◆ **Task description**:
Reply with every entry, repeated exactly as given.

◆ **Data**:
****

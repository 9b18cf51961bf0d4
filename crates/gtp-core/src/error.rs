//! Error types for raw chain extraction.

use thiserror::Error;

/// Result type alias using gtp's Error type.
pub type Result<T> = std::result::Result<T, Error>;

/// Core error type for gtp operations.
#[derive(Error, Debug)]
pub enum Error {
    /// Database operation failed (wraps sqlx::Error)
    #[error("Database error: {0}")]
    Database(#[from] sqlx::Error),

    /// Extraction could not finish within its wait budget at the current
    /// concurrency. The only error the adaptive retry loop recovers from.
    #[error("Max wait time exceeded: {0}")]
    ResourceWaitExceeded(String),

    /// Extraction failed for any other reason
    #[error("Extraction error: {0}")]
    Extraction(String),

    /// An attempt ran past its execution budget
    #[error("Timed out: {0}")]
    Timeout(String),

    /// Resource not found
    #[error("Not found: {0}")]
    NotFound(String),

    /// Serialization/deserialization error
    #[error("Serialization error: {0}")]
    Serialization(String),

    /// Configuration error
    #[error("Configuration error: {0}")]
    Config(String),

    /// Invalid input
    #[error("Invalid input: {0}")]
    InvalidInput(String),

    /// HTTP/network request failed
    #[error("Request error: {0}")]
    Request(String),

    /// Internal error
    #[error("Internal error: {0}")]
    Internal(String),

    /// File I/O operation failed
    #[error("I/O error: {0}")]
    Io(#[from] std::io::Error),
}

impl Error {
    /// Whether this error signals resource-wait exhaustion.
    pub fn is_resource_wait_exceeded(&self) -> bool {
        matches!(self, Error::ResourceWaitExceeded(_))
    }
}

impl From<serde_json::Error> for Error {
    fn from(e: serde_json::Error) -> Self {
        Error::Serialization(e.to_string())
    }
}

impl From<reqwest::Error> for Error {
    fn from(e: reqwest::Error) -> Self {
        Error::Request(e.to_string())
    }
}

****

◆ **Response**:
repository 9b18cf51961bf0d4
filename crates/gtp-core/src/error.rs
//! Error types for raw chain extraction.

use thiserror::Error;

/// Result type alias using gtp's Error type.
pub type Result<T> = std::result::Result<T, Error>;

/// Core error type for gtp operations.
#[derive(Error, Debug)]
pub enum Error {
    /// Database operation failed (wraps sqlx::Error)
    #[error("Database error: {0}")]
    Database(#[from] sqlx::Error),

    /// Extraction could not finish within its wait budget at the current
    /// concurrency. The only error the adaptive retry loop recovers from.
    #[error("Max wait time exceeded: {0}")]
    ResourceWaitExceeded(String),

    /// Extraction failed for any other reason
    #[error("Extraction error: {0}")]
    Extraction(String),

    /// An attempt ran past its execution budget
    #[error("Timed out: {0}")]
    Timeout(String),

    /// Resource not found
    #[error("Not found: {0}")]
    NotFound(String),

    /// Serialization/deserialization error
    #[error("Serialization error: {0}")]
    Serialization(String),

    /// Configuration error
    #[error("Configuration error: {0}")]
    Config(String),

    /// Invalid input
    #[error("Invalid input: {0}")]
    InvalidInput(String),

    /// HTTP/network request failed
    #[error("Request error: {0}")]
    Request(String),

    /// Internal error
    #[error("Internal error: {0}")]
    Internal(String),

    /// File I/O operation failed
    #[error("I/O error: {0}")]
    Io(#[from] std::io::Error),
}

impl Error {
    /// Whether this error signals resource-wait exhaustion.
    pub fn is_resource_wait_exceeded(&self) -> bool {
        matches!(self, Error::ResourceWaitExceeded(_))
    }
}

impl From<serde_json::Error> for Error {
    fn from(e: serde_json::Error) -> Self {
        Error::Serialization(e.to_string())
    }
}

impl From<reqwest::Error> for Error {
    fn from(e: reqwest::Error) -> Self {
        Error::Request(e.to_string())
    }
}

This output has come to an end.